Exercise directions
Across the material below, count the lines that include the word "format" and give only that count.

Record extracts
-- -- --

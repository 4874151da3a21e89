//! Wire DTOs for the Google Calendar REST API
//!
//! Mirrors the provider's JSON shapes; conversions into domain types live
//! beside the DTOs so the client stays a thin request/response layer.

use chrono::{DateTime, NaiveDate, NaiveDateTime, Utc};
use serde::{Deserialize, Serialize};
use tracing::warn;

use slotwise_core::wallclock::{local_day_bounds, parse_zone};
use slotwise_domain::{CalendarEvent, Result, SlotwiseError, TimeInterval};

/* -------------------------------------------------------------------------- */
/* free/busy */
/* -------------------------------------------------------------------------- */

#[derive(Debug, Serialize)]
pub struct FreeBusyRequest {
    #[serde(rename = "timeMin")]
    pub time_min: String,
    #[serde(rename = "timeMax")]
    pub time_max: String,
    pub items: Vec<FreeBusyItem>,
}

#[derive(Debug, Serialize)]
pub struct FreeBusyItem {
    pub id: String,
}

impl FreeBusyRequest {
    pub fn for_calendar(calendar_id: &str, window: TimeInterval) -> Self {
        Self {
            time_min: window.start.to_rfc3339(),
            time_max: window.end.to_rfc3339(),
            items: vec![FreeBusyItem { id: calendar_id.to_string() }],
        }
    }
}

#[derive(Debug, Deserialize)]
pub struct FreeBusyResponse {
    #[serde(default)]
    pub calendars: std::collections::HashMap<String, FreeBusyCalendar>,
}

#[derive(Debug, Deserialize)]
pub struct FreeBusyCalendar {
    #[serde(default)]
    pub busy: Vec<BusyWindow>,
}

#[derive(Debug, Deserialize)]
pub struct BusyWindow {
    pub start: String,
    pub end: String,
}

impl FreeBusyResponse {
    /// Busy intervals for one calendar, sanitized
    ///
    /// Windows that fail to parse or that violate `start < end` are dropped
    /// with a warning rather than poisoning the scan.
    pub fn busy_intervals(&self, calendar_id: &str) -> Vec<TimeInterval> {
        let Some(calendar) = self.calendars.get(calendar_id) else {
            return Vec::new();
        };

        calendar
            .busy
            .iter()
            .filter_map(|window| {
                let start = parse_timestamp(&window.start);
                let end = parse_timestamp(&window.end);
                match (start, end) {
                    (Ok(start), Ok(end)) => match TimeInterval::new(start, end) {
                        Ok(interval) => Some(interval),
                        Err(_) => {
                            warn!(
                                start = %window.start,
                                end = %window.end,
                                "dropping inverted busy window"
                            );
                            None
                        }
                    },
                    _ => {
                        warn!(
                            start = %window.start,
                            end = %window.end,
                            "dropping unparseable busy window"
                        );
                        None
                    }
                }
            })
            .collect()
    }
}

/* -------------------------------------------------------------------------- */
/* events */
/* -------------------------------------------------------------------------- */

#[derive(Debug, Deserialize)]
pub struct EventsListResponse {
    #[serde(default)]
    pub items: Vec<GoogleEvent>,
}

#[derive(Debug, Deserialize)]
pub struct GoogleEvent {
    pub id: String,
    pub summary: Option<String>,
    pub description: Option<String>,
    pub start: EventDateTime,
    pub end: EventDateTime,
    #[serde(rename = "hangoutLink")]
    pub hangout_link: Option<String>,
    pub attendees: Option<Vec<GoogleAttendee>>,
}

/// `dateTime` for timed events, `date` for all-day events
#[derive(Debug, Default, Serialize, Deserialize)]
pub struct EventDateTime {
    #[serde(rename = "dateTime", skip_serializing_if = "Option::is_none")]
    pub date_time: Option<String>,
    #[serde(skip_serializing_if = "Option::is_none")]
    pub date: Option<String>,
    #[serde(rename = "timeZone", skip_serializing_if = "Option::is_none")]
    pub time_zone: Option<String>,
}

impl EventDateTime {
    pub fn timed(instant: DateTime<Utc>, zone: Option<&str>) -> Self {
        Self {
            date_time: Some(instant.to_rfc3339()),
            date: None,
            time_zone: zone.map(str::to_string),
        }
    }
}

#[derive(Debug, Serialize, Deserialize)]
pub struct GoogleAttendee {
    pub email: String,
}

impl GoogleEvent {
    /// Convert into the domain event
    ///
    /// All-day events carry date-only bounds; those map to local-midnight
    /// instants in the event's zone (UTC when the provider names none).
    pub fn into_calendar_event(self) -> Result<CalendarEvent> {
        let all_day = self.start.date.is_some();

        let (start, end) = if all_day {
            let zone = match self.start.time_zone.as_deref() {
                Some(name) => parse_zone(name)?,
                None => chrono_tz::UTC,
            };
            let start = parse_all_day_bound(self.start.date.as_deref(), zone)?.start;
            let end = parse_all_day_bound(self.end.date.as_deref(), zone)?.start;
            (start, end)
        } else {
            let start = required_timestamp(self.start.date_time.as_deref(), &self.id)?;
            let end = required_timestamp(self.end.date_time.as_deref(), &self.id)?;
            (start, end)
        };

        let title = self
            .summary
            .filter(|s| !s.trim().is_empty())
            .unwrap_or_else(|| "(untitled)".to_string());
        let attendees = self
            .attendees
            .unwrap_or_default()
            .into_iter()
            .map(|a| a.email)
            .filter(|email| !email.trim().is_empty())
            .collect();

        Ok(CalendarEvent {
            id: self.id,
            title,
            description: self.description,
            start,
            end,
            attendees,
            conference_link: self.hangout_link,
            all_day,
        })
    }
}

/* -------------------------------------------------------------------------- */
/* insert / patch payloads */
/* -------------------------------------------------------------------------- */

#[derive(Debug, Serialize)]
pub struct InsertEventRequest {
    pub summary: String,
    #[serde(skip_serializing_if = "Option::is_none")]
    pub description: Option<String>,
    pub start: EventDateTime,
    pub end: EventDateTime,
    #[serde(skip_serializing_if = "Vec::is_empty")]
    pub attendees: Vec<GoogleAttendee>,
    #[serde(rename = "conferenceData")]
    pub conference_data: ConferenceData,
}

#[derive(Debug, Serialize)]
pub struct ConferenceData {
    #[serde(rename = "createRequest")]
    pub create_request: ConferenceCreateRequest,
}

#[derive(Debug, Serialize)]
pub struct ConferenceCreateRequest {
    #[serde(rename = "requestId")]
    pub request_id: String,
}

#[derive(Debug, Deserialize)]
pub struct InsertEventResponse {
    pub id: String,
}

/* -------------------------------------------------------------------------- */
/* timestamp parsing */
/* -------------------------------------------------------------------------- */

/// Parse a provider timestamp; values without an explicit offset are treated
/// as UTC.
pub fn parse_timestamp(value: &str) -> Result<DateTime<Utc>> {
    if let Ok(parsed) = DateTime::parse_from_rfc3339(value) {
        return Ok(parsed.with_timezone(&Utc));
    }
    if let Ok(naive) = NaiveDateTime::parse_from_str(value, "%Y-%m-%dT%H:%M:%S") {
        return Ok(naive.and_utc());
    }
    Err(SlotwiseError::Provider(format!("unparseable provider timestamp: {value}")))
}

fn required_timestamp(value: Option<&str>, event_id: &str) -> Result<DateTime<Utc>> {
    let value = value.ok_or_else(|| {
        SlotwiseError::Provider(format!("event {event_id} is missing a dateTime bound"))
    })?;
    parse_timestamp(value)
}

fn parse_all_day_bound(value: Option<&str>, zone: chrono_tz::Tz) -> Result<TimeInterval> {
    let value = value
        .ok_or_else(|| SlotwiseError::Provider("all-day event is missing a date bound".into()))?;
    let date = NaiveDate::parse_from_str(value, "%Y-%m-%d")
        .map_err(|_| SlotwiseError::Provider(format!("unparseable provider date: {value}")))?;
    local_day_bounds(date, zone)
}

-- -- --

Worked solution
3